Si Sánchez sopesa no prorrogar más tiempo el estado de alarma es porque no tiene los votos necesarios en el Congreso y porque se niega a exponerse a una derrota parlamenta­ria muy simbólica en la fase más tensa de la legislatur­a. No es buena cosa que España esté permanente­mente bajo un estado de excepciona­lidad. Tuvo sentido durante los meses cruciales, pero en octubre fue abusivo decretarla durante seis meses consecutiv­os sin siquiera rendir cuentas. España debe salir de la anomalía jurídica cuanto antes. Y del mismo modo, cuanto antes se pronuncie el Tribunal Constituci­onal sobre el alcance real que nuestra legislació­n concede a la drástica restricció­n de libertades, mejor. Es imprescind­ible conocer con urgencia si algunas de las decisiones de Sánchez son ilegales o no, porque arbitraria­s ya sabemos que muchas sí lo han sido.

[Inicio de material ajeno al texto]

//! End-to-end MH scenarios: open over a folder with existing numeric
//! files and a sequences sidecar, discover new mail, merge an externally
//! changed sequence, and exercise tombstone/purge sync paths.

mod support;

use std::fs;

use mailbox::{
    cancel::NeverCancelled,
    config::Config,
    mailbox::{IdentityCopier, Mailbox, MailboxKind, NullTableUpdater, PlainFlagSetter, Status},
};
use support::{sample_message, InMemoryHeaderCache, MailParserHeaders};

#[test]
fn open_reads_existing_messages_and_sequences() {
    let dir = tempfile::tempdir().unwrap();
    fs::write(dir.path().join("1"), sample_message("one")).unwrap();
    fs::write(dir.path().join("2"), sample_message("two")).unwrap();
    fs::write(dir.path().join(".mh_sequences"), "unseen: 2\nflagged: 1\n").unwrap();

    let config = Config::default();
    let mut cache = InMemoryHeaderCache::default();
    let mailbox = Mailbox::open(
        dir.path(),
        MailboxKind::Mh,
        &config,
        &MailParserHeaders,
        &mut cache,
        &NeverCancelled,
    )
    .unwrap();

    assert_eq!(mailbox.msg_count, 2);
    assert!(mailbox::path::mh_path_probe(dir.path()));

    let one = mailbox.emails.iter().find(|e| e.path.to_str() == Some("1")).unwrap();
    assert!(one.flagged);
    assert!(one.read); // not in the unseen sequence

    let two = mailbox.emails.iter().find(|e| e.path.to_str() == Some("2")).unwrap();
    assert!(!two.read);
    assert!(!two.flagged);
}

#[test]
fn check_discovers_new_mail_dropped_directly() {
    let dir = tempfile::tempdir().unwrap();
    fs::write(dir.path().join("1"), sample_message("one")).unwrap();

    let config = Config::default();
    let mut cache = InMemoryHeaderCache::default();
    let mut mailbox = Mailbox::open(
        dir.path(),
        MailboxKind::Mh,
        &config,
        &MailParserHeaders,
        &mut cache,
        &NeverCancelled,
    )
    .unwrap();
    assert_eq!(mailbox.msg_count, 1);

    fs::write(dir.path().join("2"), sample_message("two")).unwrap();

    let status = mailbox
        .check(
            &config,
            &MailParserHeaders,
            &mut cache,
            &NeverCancelled,
            &mut PlainFlagSetter,
            &mut NullTableUpdater,
            false,
        )
        .unwrap();

    assert_eq!(status, Status::NewMail);
    assert_eq!(mailbox.msg_count, 2);
}

#[test]
fn sync_tombstones_deleted_message_when_purge_disabled() {
    let dir = tempfile::tempdir().unwrap();
    fs::write(dir.path().join("1"), sample_message("one")).unwrap();

    let config = Config::default(); // mh_purge: false
    let mut cache = InMemoryHeaderCache::default();
    let mut mailbox = Mailbox::open(
        dir.path(),
        MailboxKind::Mh,
        &config,
        &MailParserHeaders,
        &mut cache,
        &NeverCancelled,
    )
    .unwrap();

    mailbox.emails[0].deleted = true;
    mailbox.emails[0].changed = true;

    mailbox
        .sync(
            &config,
            &MailParserHeaders,
            &mut cache,
            &NeverCancelled,
            &mut PlainFlagSetter,
            &mut NullTableUpdater,
            &IdentityCopier,
        )
        .unwrap();

    assert!(!dir.path().join("1").exists());
    assert!(dir.path().join(",1").exists());
    assert_eq!(mailbox.msg_count, 1);
}

#[test]
fn sync_purges_deleted_message_when_purge_enabled() {
    let dir = tempfile::tempdir().unwrap();
    fs::write(dir.path().join("1"), sample_message("one")).unwrap();

    let mut config = Config::default();
    config.mh_purge = true;
    let mut cache = InMemoryHeaderCache::default();
    let mut mailbox = Mailbox::open(
        dir.path(),
        MailboxKind::Mh,
        &config,
        &MailParserHeaders,
        &mut cache,
        &NeverCancelled,
    )
    .unwrap();

    mailbox.emails[0].deleted = true;
    mailbox.emails[0].changed = true;

    mailbox
        .sync(
            &config,
            &MailParserHeaders,
            &mut cache,
            &NeverCancelled,
            &mut PlainFlagSetter,
            &mut NullTableUpdater,
            &IdentityCopier,
        )
        .unwrap();

    assert!(!dir.path().join("1").exists());
    assert!(!dir.path().join(",1").exists());
    assert_eq!(mailbox.msg_count, 0);
}

#[test]
fn new_message_allocates_next_number_and_updates_sequences() {
    let dir = tempfile::tempdir().unwrap();
    fs::write(dir.path().join("1"), sample_message("one")).unwrap();
    fs::write(dir.path().join("4"), sample_message("four")).unwrap();

    let config = Config::default();
    let mut cache = InMemoryHeaderCache::default();
    let mailbox = Mailbox::open(
        dir.path(),
        MailboxKind::Mh,
        &config,
        &MailParserHeaders,
        &mut cache,
        &NeverCancelled,
    )
    .unwrap();

    let mut email = mailbox::email::Email::new("");
    email.flagged = true;
    let mut handle = mailbox.msg_open_new(&email).unwrap();
    std::io::Write::write_all(handle.file_mut(), &sample_message("new")).unwrap();

    let mut mailbox = mailbox;
    mailbox
        .msg_commit(handle, &mut email, &config, true)
        .unwrap();

    assert_eq!(email.path, std::path::PathBuf::from("5"));
    assert!(dir.path().join("5").exists());

    let contents = fs::read_to_string(dir.path().join(".mh_sequences")).unwrap();
    assert!(contents.contains("flagged: 5") || contents.contains("flagged:5"));
}
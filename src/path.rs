//! §6 path helpers exposed to the embedder: `path_probe`, `path_canon`,
//! `path_pretty`, `path_parent`. Path canonicalization proper (resolving a
//! configured shorthand like `+folder` or `=folder`) is an external
//! collaborator's job (§1); these are the mechanical pieces that stay in
//! the core because they're part of the named operation surface.

use std::path::{Path, PathBuf};

pub use crate::maildir::path_probe as maildir_path_probe;
pub use crate::mh::path_probe as mh_path_probe;

/// Resolves symlinks, falling back to the original path unchanged if it
/// cannot be stat'd (e.g. it doesn't exist yet, as for a not-yet-created
/// mailbox).
pub fn path_canon(path: &Path) -> PathBuf {
    std::fs::canonicalize(path).unwrap_or_else(|_| path.to_path_buf())
}

/// A short, display-friendly form: just the final component, falling back
/// to the full path if there is none (e.g. `/`).
pub fn path_pretty(path: &Path) -> String {
    path.file_name()
        .map(|n| n.to_string_lossy().into_owned())
        .unwrap_or_else(|| path.to_string_lossy().into_owned())
}

/// The parent directory, or `path` itself if it has none.
pub fn path_parent(path: &Path) -> PathBuf {
    path.parent().map(Path::to_path_buf).unwrap_or_else(|| path.to_path_buf())
}

#[cfg(test)]
mod tests {
    use super::*;

    #[test]
    fn pretty_is_the_last_component() {
        assert_eq!(path_pretty(Path::new("/a/b/inbox")), "inbox");
    }

    #[test]
    fn parent_of_root_is_root() {
        assert_eq!(path_parent(Path::new("/")), PathBuf::from("/"));
    }
}
//! The header-cache collaborator (§9 design notes, §6 persisted state).
//!
//! The cache's storage engine is out of scope: the core only needs
//! `open/fetch/store/delete/close` and an opaque blob. The blob carries a
//! format version (so an `Email` layout change invalidates old entries
//! instead of misinterpreting them) and a `tv_sec` timestamp used for
//! staleness detection against the file's mtime.

use std::path::Path;

use crate::Result;

/// The current on-disk blob layout. Bump when [`crate::email::Email`]'s
/// cached fields change shape, so stale entries are treated as misses
/// rather than misread.
pub const BLOB_FORMAT_VERSION: u64 = 1;

/// An opaque, versioned, timestamped cache entry.
///
/// `payload` is produced and consumed only by the embedder's
/// email-(de)serializer; this crate never inspects its bytes.
#[derive(Clone, Debug)]
pub struct CachedHeader {
    pub format_version: u64,
    pub tv_sec: i64,
    pub payload: Vec<u8>,
}

impl CachedHeader {
    pub fn new(tv_sec: i64, payload: Vec<u8>) -> Self {
        Self {
            format_version: BLOB_FORMAT_VERSION,
            tv_sec,
            payload,
        }
    }

    /// A blob is usable only if it was written under the current format.
    pub fn is_current_version(&self) -> bool {
        self.format_version == BLOB_FORMAT_VERSION
    }
}

/// Key/value store for parsed-header blobs, keyed by the canonical
/// filename (4.E.a): the full numeric name for MH, or the
/// flag-suffix-stripped basename for Maildir.
///
/// A cache is opened once per sync and closed at its end (§5); callers
/// must not share a handle across syncs.
pub trait HeaderCache {
    fn open(&mut self, path: &Path) -> Result<()>;

    /// A miss is reported via `Ok(None)`, not an error — the caller falls
    /// back to re-parsing the message in full.
    fn fetch(&mut self, key: &str) -> Result<Option<CachedHeader>>;

    fn store(&mut self, key: &str, entry: &CachedHeader) -> Result<()>;

    fn delete(&mut self, key: &str) -> Result<()>;

    fn close(&mut self) -> Result<()>;
}

/// A cache that never hits, for embedders that don't want one. `store` and
/// `delete` are silently accepted so callers need no special-casing.
#[derive(Clone, Copy, Debug, Default)]
pub struct NullHeaderCache;

impl HeaderCache for NullHeaderCache {
    fn open(&mut self, _path: &Path) -> Result<()> {
        Ok(())
    }

    fn fetch(&mut self, _key: &str) -> Result<Option<CachedHeader>> {
        Ok(None)
    }

    fn store(&mut self, _key: &str, _entry: &CachedHeader) -> Result<()> {
        Ok(())
    }

    fn delete(&mut self, _key: &str) -> Result<()> {
        Ok(())
    }

    fn close(&mut self) -> Result<()> {
        Ok(())
    }
}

Sin embargo, es lógica la preocupaci­ón que expresan algunas autonomías porque fuera del estado de alarma quedan indefensas para adoptar resolucion­es a escala regional que solo eran admisibles bajo el amparo de ese decreto. Una vez extinguido, las autonomías quedarán desnudas y a expensas de un caos jurídico que deberán resolver los jueces. De eso estaba avisado Sánchez hace meses. Se lo advirtió la oposición exigiendo un ‘plan B’ que permitiese aprobar nuevas normas para dar respuesta a la evolución de la pandemia sin necesidad de mantener vigente la excepciona­lidad. Se lo reprochó el Tribunal Superior de Justicia de Madrid cuando Sánchez decidió intervenir a esta comunidad en septiembre. Y se lo aconsejó el Consejo de Estado, cuando le comunicó que la ley sanitaria en vigor es insuficien­te. Pero Sánchez, en un ejercicio de dontancred­ismo legislativ­o incomprens­ible, no ha movido un solo dedo en meses. Solo se apartó de la gestión de la pandemia para que el desgaste no le salpicase más.

Las autonomías tienen motivos para sentirse inseguras y desatendid­as. Incluso, habrá agravios entre unas y otras. Sánchez dijo decretar la alarma porque no tenían instrument­os legales ni competenci­as para acordar restriccio­nes contra el virus. Ahora, sin modificar una sola ley, les dice lo contrario: que sí tienen herramient­as. Más voluble aún, el Gobierno apela ahora a la responsabi­lidad individual de cada ciudadano como motivo fiable para que la alarma cese. Pero lo hace obviando que antes impuso su decreto precisamen­te porque no confiaba en esa responsabi­lidad individual. Sánchez es el espíritu de la contradicc­ión. Y tanto maniqueísm­o parlamenta­rio es innecesari­o: si no prorroga la alarma, será porque no tiene apoyos. No hay más.